A number of network protocols may use the basic physical layer including TCP/IP. In this case DHCP is a convenient way to obtain an IP address rather than using fixed addressing. LANs can be interlinked by connections to form a Wide area network. A router is used to make the connection between LANs.

LANs are distinguished form other kind of networks by three characteristics: (1)their size (2)their transmission technology, and (3) their topology

 

A wireless LAN or WLAN is a wireless local area network that uses radio waves as its carrier: the last link with the users is wireless, to give a network connection to all users in a building or campus. The backbone network usually uses cables.

WLAN is expected to continue to be an important form of connection in many business areas. The market is expected to grow as the benefits of WLAN are recognized. Frost and Sullivan estimate the WLAN market to have been 0.3 billion US dollars in 1998 and 1.6 billion dollars in 2005. So far WLANs have been installed in universities, airports, and other major public places. Decreasing costs of WLAN equipment has also brought it to many homes. However, in the UK the exorbitant cost of using such connections in public has so far limited use to airports Business Class lounges, etc. Large future markets are estimated to be in health care, corporate offices and the downtown area of major cities. New York City has even begun a pilot program to cover all five boroughs of the city with wireless Internet.

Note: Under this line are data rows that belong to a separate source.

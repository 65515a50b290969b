//! Crate-level error taxonomy.
//!
//! Module errors (`ReadarrError`, `StoreError`, `AuthError`) fold into
//! [`Error`], which the API maps onto HTTP status codes.

use thiserror::Error;

use crate::auth::AuthError;
use crate::model::RequestStatus;
use crate::readarr::ReadarrError;
use crate::store::StoreError;

#[derive(Error, Debug)]
pub enum Error {
    #[error("Not authenticated")]
    Unauthenticated,

    #[error("{0}")]
    Forbidden(String),

    #[error("{0} not found")]
    NotFound(String),

    #[error("{0}")]
    InvalidInput(String),

    #[error("A search query is required.")]
    InvalidQuery,

    #[error("Cannot move request from {from} to {to}")]
    InvalidTransition {
        from: RequestStatus,
        to: RequestStatus,
    },

    #[error("This book is already in your library.")]
    DuplicateBook(String),

    #[error("You already have a pending request for this book")]
    DuplicateRequest,

    #[error("Book {0} still has requests")]
    BookInUse(i64),

    #[error("A library sync is already running")]
    SyncInProgress,

    #[error("Readarr unavailable: {0}")]
    UpstreamUnavailable(String),

    #[error("Readarr rejected the request ({status}): {body}")]
    UpstreamRejected { status: u16, body: String },

    #[error("Book has no resolved author in Readarr; cannot add it")]
    MissingAuthorMetadata,

    #[error("Storage error: {0}")]
    Store(StoreError),

    #[error("Internal error: {0}")]
    Internal(String),
}

pub type Result<T> = std::result::Result<T, Error>;

impl From<ReadarrError> for Error {
    fn from(e: ReadarrError) -> Self {
        match e {
            ReadarrError::InvalidQuery => Error::InvalidQuery,
            ReadarrError::NotFound(id) => Error::NotFound(format!("Readarr book {}", id)),
            ReadarrError::MissingAuthorMetadata => Error::MissingAuthorMetadata,
            ReadarrError::Rejected { status, body } => Error::UpstreamRejected { status, body },
            ReadarrError::Unavailable(reason) => Error::UpstreamUnavailable(reason),
        }
    }
}

impl From<StoreError> for Error {
    fn from(e: StoreError) -> Self {
        match e {
            StoreError::DuplicateForeignId(id) => Error::DuplicateBook(id),
            StoreError::BookInUse(id) => Error::BookInUse(id),
            StoreError::DuplicatePendingRequest { .. } => Error::DuplicateRequest,
            StoreError::UserConflict(reason) => Error::InvalidInput(reason),
            other => Error::Store(other),
        }
    }
}

impl From<AuthError> for Error {
    fn from(e: AuthError) -> Self {
        match e {
            AuthError::InvalidToken(_) | AuthError::InvalidCredentials => Error::Unauthenticated,
            AuthError::Hash(reason) | AuthError::Token(reason) => Error::Internal(reason),
        }
    }
}
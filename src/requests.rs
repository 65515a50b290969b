//! Request workflow: who may create, read, move and delete requests.
//!
//! Users own their requests. Only admins change status, and only along
//! the edges [`RequestStatus::can_transition_to`] allows.

use chrono::Utc;
use tracing::info;

use crate::error::{Error, Result};
use crate::model::{BookRequest, BookSummary, RequestFilter, RequestStatus, RequestWithBook, User};
use crate::notify::{Audience, Level, Notification, NotificationKind, Notifier};
use crate::store::LibraryStore;

/// File a new pending request by `actor` for an existing book.
pub fn create(
    store: &LibraryStore,
    notifier: &Notifier,
    actor: &User,
    book_id: i64,
    notes: Option<String>,
) -> Result<BookRequest> {
    let book = store
        .get_book(book_id)?
        .ok_or_else(|| Error::NotFound(format!("Book {}", book_id)))?;

    let notes = notes
        .map(|n| n.trim().to_string())
        .filter(|n| !n.is_empty());

    let request = store.create_request(actor.id, book_id, notes, Utc::now())?;
    info!(request_id = request.id, user_id = actor.id, book_id, "Request created");

    notifier.publish(Notification::new(
        Audience::Admins,
        NotificationKind::RequestCreated,
        Level::Info,
        format!("{} requested \"{}\"", actor.username, book.title),
    ));

    Ok(request)
}

/// Move a request to `next`. Admin only.
pub fn transition(
    store: &LibraryStore,
    notifier: &Notifier,
    actor: &User,
    request_id: i64,
    next: RequestStatus,
    rejection_reason: Option<String>,
) -> Result<BookRequest> {
    if !actor.is_admin() {
        return Err(Error::Forbidden("Only admins can change request status".into()));
    }

    let mut request = store
        .get_request(request_id)?
        .ok_or_else(|| Error::NotFound(format!("Request {}", request_id)))?;

    let from = request.status;
    if !from.can_transition_to(next) {
        return Err(Error::InvalidTransition { from, to: next });
    }

    let rejection_reason = rejection_reason
        .map(|r| r.trim().to_string())
        .filter(|r| !r.is_empty());
    request.apply(next, actor.id, rejection_reason, Utc::now());

    let saved = store
        .save_request(&request)?
        .ok_or_else(|| Error::NotFound(format!("Request {}", request_id)))?;

    info!(
        request_id,
        from = %from,
        to = %next,
        admin_id = actor.id,
        "Request status changed"
    );

    let level = match next {
        RequestStatus::Approved | RequestStatus::Completed => Level::Success,
        RequestStatus::Rejected | RequestStatus::Failed => Level::Error,
        RequestStatus::Pending => Level::Info,
    };
    notifier.publish(Notification::new(
        Audience::User(saved.user_id),
        NotificationKind::RequestStatusChanged,
        level,
        format!("Your request #{} is now {}", saved.id, next),
    ));

    Ok(saved)
}

/// One request with its book. Owner or admin.
pub fn get(store: &LibraryStore, actor: &User, request_id: i64) -> Result<RequestWithBook> {
    let request = store
        .get_request(request_id)?
        .ok_or_else(|| Error::NotFound(format!("Request {}", request_id)))?;

    if !actor.can_access(request.user_id) {
        return Err(Error::Forbidden("You can only view your own requests".into()));
    }

    let book = store.get_book(request.book_id)?.as_ref().map(BookSummary::from);
    Ok(RequestWithBook { request, book })
}

/// Requests visible to `actor`. Non-admins only ever see their own.
pub fn list(store: &LibraryStore, actor: &User, filter: RequestFilter) -> Result<Vec<RequestWithBook>> {
    let filter = if actor.is_admin() {
        filter
    } else {
        RequestFilter {
            user_id: Some(actor.id),
            ..filter
        }
    };

    Ok(store.list_requests(&filter)?)
}

/// Delete a request. Owner or admin.
pub fn delete(store: &LibraryStore, actor: &User, request_id: i64) -> Result<()> {
    let request = store
        .get_request(request_id)?
        .ok_or_else(|| Error::NotFound(format!("Request {}", request_id)))?;

    if !actor.can_access(request.user_id) {
        return Err(Error::Forbidden("You can only delete your own requests".into()));
    }

    if !store.delete_request(request_id)? {
        return Err(Error::NotFound(format!("Request {}", request_id)));
    }

    info!(request_id, user_id = actor.id, "Request deleted");
    Ok(())
}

HomePNA is also known as HPNA, Home PNA, Home Phone line Networking Alliance, Home Phone line Networking and HomePNA. David Thomasson, its marketing chair says: "I wish we could redial and go back and rename this whole technology, but were stuck with it." Some blame this confusion for the earlier versions of HomePNA being ignored.

Power line communication (PLC), also called Broadband over Power Lines (BPL), is wireline method of communication using the existing electric power transmission and electricity distribution lines. The carrier can communicate voice and data by superimposing an analogue signal over the standard 50 or 60 Hz alternating current (AC).

Metropolitan Area Networks or MANs are large computer networks usually spanning a campus or a city. They typically use optical fiber connections to link their sites.

For instance a university or college may have a MAN that joins together many of their local area networks (LANs) situated around site of a fraction of a square kilometer. Then from their MAN they could have several wide area network (WAN) links to other universities or the Internet.

Some technologies used for this purpose are ATM, FDDI and SMDS. These older technologies are in the process of being displaced by Gigabit Ethernet-based MANs in most areas. MAN links between LANs have been built without cables using either microwave, radio, or infra-red free-space optical communication links.

DQDB, Distributed Queue Dual Bus, is the Metropolitan Area Network standard for data communication. It specified in the IEEE 802.6 standard. Using DQDB, networks can be up to 30 miles long and operate at speeds of 34 to 155 Mbps.

A wide area network or WAN is a computer network covering a wide geographical area, involving vast array of computers. This is different from personal area networks (PANs), metropolitan area networks (MANs) or local area networks (LANs) that are usually limited to a room, building or campus. The best example of a WAN is the Internet.

WANs are used to connect local area networks together, so that users and computers in one location can communicate with users and computers in other locations. Many WANs are built for one particular organization and are private, others, built by Internet service providers provide connections from an organizations LAN to the Internet. WANs are most often built of leased lines. At each end of the leased line, a router connects to the LAN on one side and a hub within the WAN on the other. A number of network protocols may use the basic physical transport mechanism including TCP/IP. Other protocols including X.25, ATM and Frame relay can also be used for WANs.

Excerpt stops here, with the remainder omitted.